Task statement> Check every line below for the word "negative" and show those that hold it.

== Listed entries ==

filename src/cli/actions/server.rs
use crate::api;
use crate::cli::actions::Action;
use anyhow::{Context, Result};
use url::Url;

/// Handle the server action
///
/// # Errors
/// Returns an error if the DSN is invalid or the server fails to start.
pub async fn handle(action: Action) -> Result<()> {
    match action {
        Action::Server { port, dsn, config } => {
            // Fail early on malformed connection strings.
            Url::parse(&dsn).context("invalid database connection string")?;

            api::new(port, dsn, config).await?;
        }
    }

    Ok(())
}
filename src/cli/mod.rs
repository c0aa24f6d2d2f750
pub mod actions;
pub mod commands;
pub mod dispatch;

mod start;
pub use self::start::start;
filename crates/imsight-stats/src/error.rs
//! Error types for imsight-stats

use thiserror::Error;

/// Invalid arguments to a statistical routine
#[derive(Debug, Error, Clone, PartialEq)]
pub enum StatsError {
    #[error("Fence multiplier must be finite and non-negative, got {0}")]
    InvalidFenceMultiplier(f64),

    #[error("Skew threshold must be finite and non-negative, got {0}")]
    InvalidSkewThreshold(f64),

    #[error("Histogram needs at least one bin")]
    ZeroBins,

    #[error("Column not found: {0}")]
    ColumnNotFound(String),
}

/// Result type for statistical operations
pub type StatsResult<T> = Result<T, StatsError>;
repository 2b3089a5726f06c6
//! Console report
//!
//! Plain text sections printed to stdout after a run. The wording is for
//! people; the JSON report carries the same numbers for programs.

use std::fmt::Write;

use imsight_io::Table;
use imsight_stats::{ColumnSummary, OutlierReport};

use crate::pipeline::AnalysisReport;

/// Render every section in order
pub fn render(table: &Table, report: &AnalysisReport, head_rows: usize) -> String {
    let mut out = String::new();
    out.push_str(&head_section(table, head_rows));
    out.push_str(&info_section(report));
    out.push_str(&missing_section(report));
    out.push_str(&describe_section(&report.summaries));
    out.push_str(&insights_section(&report.summaries));
    out.push_str(&checks_section(&report.outliers));
    out
}

fn header(title: &str) -> String {
    format!("\n--- {} ---\n", title)
}

/// First `n` rows with a leading row index
pub fn head_section(table: &Table, n: usize) -> String {
    let mut out = header(&format!("First {} Rows", n));

    let mut rows = Vec::with_capacity(n + 1);
    let mut names = vec![String::new()];
    names.extend(table.column_names().iter().map(|s| s.to_string()));
    rows.push(names);
    for (i, row) in table.head(n).into_iter().enumerate() {
        let mut cells = vec![i.to_string()];
        cells.extend(row);
        rows.push(cells);
    }

    out.push_str(&align(&rows));
    out
}

/// Row count, column count, and per-column non-null count and type
pub fn info_section(report: &AnalysisReport) -> String {
    let (rows, cols) = report.shape;
    let mut out = header("Dataset Info");
    let _ = writeln!(out, "{} entries, {} columns", rows, cols);

    let mut lines = vec![vec![
        "#".to_string(),
        "Column".to_string(),
        "Non-Null Count".to_string(),
        "Dtype".to_string(),
    ]];
    for (i, info) in report.columns.iter().enumerate() {
        lines.push(vec![
            i.to_string(),
            info.name.clone(),
            format!("{} non-null", info.non_null),
            info.dtype.clone(),
        ]);
    }
    out.push_str(&align(&lines));
    out
}

/// Missing-value count per column
pub fn missing_section(report: &AnalysisReport) -> String {
    let mut out = header("Missing Values");
    let lines: Vec<Vec<String>> = report
        .missing
        .iter()
        .map(|m| vec![m.column.clone(), m.missing.to_string()])
        .collect();
    out.push_str(&align(&lines));
    out
}

/// Describe table: one row per numeric column
pub fn describe_section(summaries: &[ColumnSummary]) -> String {
    let mut out = header("Summary Statistics");
    if summaries.is_empty() {
        out.push_str("(no numeric columns)\n");
        return out;
    }

    let mut lines = vec![["", "count", "mean", "std", "min", "25%", "50%", "75%", "max"]
        .iter()
        .map(|s| s.to_string())
        .collect::<Vec<_>>()];
    for s in summaries {
        let mut row = vec![s.column.clone(), s.count.to_string()];
        row.extend(
            [s.mean, s.std_dev, s.min, s.q1, s.median, s.q3, s.max]
                .iter()
                .map(|v| format!("{:.3}", v)),
        );
        lines.push(row);
    }
    out.push_str(&align(&lines));
    out
}

/// One line of moments per numeric column
pub fn insights_section(summaries: &[ColumnSummary]) -> String {
    let mut out = header("Numeric Column Insights");
    for s in summaries {
        let _ = writeln!(
            out,
            "{}: Mean={:.2}, Median={:.2}, Std={:.2}, Skew={:.2}, Kurt={:.2}",
            s.column, s.mean, s.median, s.std_dev, s.skewness, s.kurtosis
        );
    }
    out
}

/// Skew flags and outlier counts; columns with neither are omitted
pub fn checks_section(reports: &[OutlierReport]) -> String {
    let mut out = header("Outlier & Skewness Check");
    for r in reports {
        if r.high_skew {
            let _ = writeln!(out, "{}: High skew → might need transformation", r.column);
        }
        if r.has_outliers() {
            let _ = writeln!(
                out,
                "{}: {} potential outliers detected",
                r.column, r.outlier_count
            );
        }
    }
    out
}

/// Lay out rows as space-separated, right-aligned columns
fn align(rows: &[Vec<String>]) -> String {
    let width = rows.iter().map(Vec::len).max().unwrap_or(0);
    let mut widths = vec![0usize; width];
    for row in rows {
        for (i, cell) in row.iter().enumerate() {
            widths[i] = widths[i].max(cell.chars().count());
        }
    }

    let mut out = String::new();
    for row in rows {
        let line: Vec<String> = row
            .iter()
            .enumerate()
            .map(|(i, cell)| format!("{:>w$}", cell, w = widths[i]))
            .collect();
        out.push_str(line.join("  ").trim_end());
        out.push('\n');
    }
    out
}
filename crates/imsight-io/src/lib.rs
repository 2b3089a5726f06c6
//! imsight-io - Data I/O for exploratory analysis
//!
//! This crate turns delimited text files into typed, immutable tables:
//!
//! - **Loader**: `;`-delimited (configurable) text with a header row
//! - **Table**: column-major, equal-length, typed columns with missing cells
//! - **Classifier**: the ordered set of numeric columns
//!
//! # Design
//!
//! Readers implement the `DataReader` trait and load the whole file at
//! once. Types are inferred from every row, so a stray text cell deep in
//! the file demotes a column to text rather than becoming a silent NaN.

pub mod classify;
pub mod csv_reader;
pub mod reader;
pub mod schema;
pub mod table;

pub use classify::*;
pub use csv_reader::*;
pub use reader::*;
pub use schema::*;
pub use table::*;
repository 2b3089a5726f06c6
//! imsight: exploratory report for a delimited dataset
//!
//! Loads a table, finds its numeric columns and reports descriptive
//! statistics, IQR outliers, skewness and correlations, with SVG figures
//! written alongside.
//!
//! ```no_run
//! use imsight::{pipeline, report, ReportConfig};
//!
//! let config = ReportConfig::default();
//! let analysis = pipeline::run(&config)?;
//! print!("{}", report::render(&analysis.table, &analysis.report, 5));
//! # Ok::<(), imsight::ReportError>(())
//! ```

pub mod config;
pub mod error;
pub mod logging;
pub mod pipeline;
pub mod report;

pub use config::{ConfigError, ReportConfig};
pub use error::{ReportError, ReportResult};
pub use pipeline::{Analysis, AnalysisReport};
//! Data reader trait and common types
//!
//! The `DataReader` trait provides a uniform interface for turning a
//! source file into an in-memory `Table`.

use crate::schema::DataSchema;
use crate::table::Table;
use std::collections::HashMap;
use thiserror::Error;

/// Errors that can occur during I/O operations
#[derive(Debug, Error)]
pub enum IoError {
    #[error("File not found: {0}")]
    FileNotFound(String),

    #[error("Failed to open file: {0}")]
    OpenFailed(String),

    #[error("Invalid format: {0}")]
    InvalidFormat(String),

    #[error("Parse error at record {record}: {message}")]
    Parse { record: u64, message: String },

    #[error("Column '{column}' has {actual} rows, expected {expected}")]
    ShapeMismatch {
        column: String,
        expected: usize,
        actual: usize,
    },

    #[error("Duplicate column name: {0}")]
    DuplicateColumn(String),

    #[error("Invalid delimiter {0:?}: must be a single ASCII character")]
    InvalidDelimiter(String),
}

/// Result type for I/O operations
pub type IoResult<T> = Result<T, IoError>;

/// Trait for reading a whole table from a source
pub trait DataReader {
    /// Read the schema (column names, types, record count)
    fn read_schema(&self) -> IoResult<DataSchema> {
        Ok(self.read_table()?.schema().clone())
    }

    /// Read every record into memory
    fn read_table(&self) -> IoResult<Table>;

    /// Get metadata as key-value pairs
    fn metadata(&self) -> &HashMap<String, String>;

    /// Get the file path (if applicable)
    fn path(&self) -> Option<&str> {
        None
    }

    /// Get the format name
    fn format_name(&self) -> &'static str;
}

/// Parse a user-supplied delimiter such as `;`, `,` or `\t`
pub fn parse_delimiter(raw: &str) -> IoResult<u8> {
    let unescaped = match raw {
        "\\t" | "tab" => "\t",
        other => other,
    };
    match unescaped.as_bytes() {
        [b] if b.is_ascii() => Ok(*b),
        _ => Err(IoError::InvalidDelimiter(raw.to_string())),
    }
}

#[cfg(test)]
mod tests {
    use super::*;

    #[test]
    fn test_parse_delimiter() {
        assert_eq!(parse_delimiter(";").unwrap(), b';');
        assert_eq!(parse_delimiter(",").unwrap(), b',');
        assert_eq!(parse_delimiter("\\t").unwrap(), b'\t');
        assert_eq!(parse_delimiter("tab").unwrap(), b'\t');
    }

    #[test]
    fn test_parse_delimiter_rejects_bad_input() {
        assert!(matches!(
            parse_delimiter(""),
            Err(IoError::InvalidDelimiter(_))
        ));
        assert!(matches!(
            parse_delimiter(";;"),
            Err(IoError::InvalidDelimiter(_))
        ));
        assert!(matches!(
            parse_delimiter("§"),
            Err(IoError::InvalidDelimiter(_))
        ));
    }
}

===

Answer below>
    #[error("Fence multiplier must be finite and non-negative, got {0}")]
    #[error("Skew threshold must be finite and non-negative, got {0}")]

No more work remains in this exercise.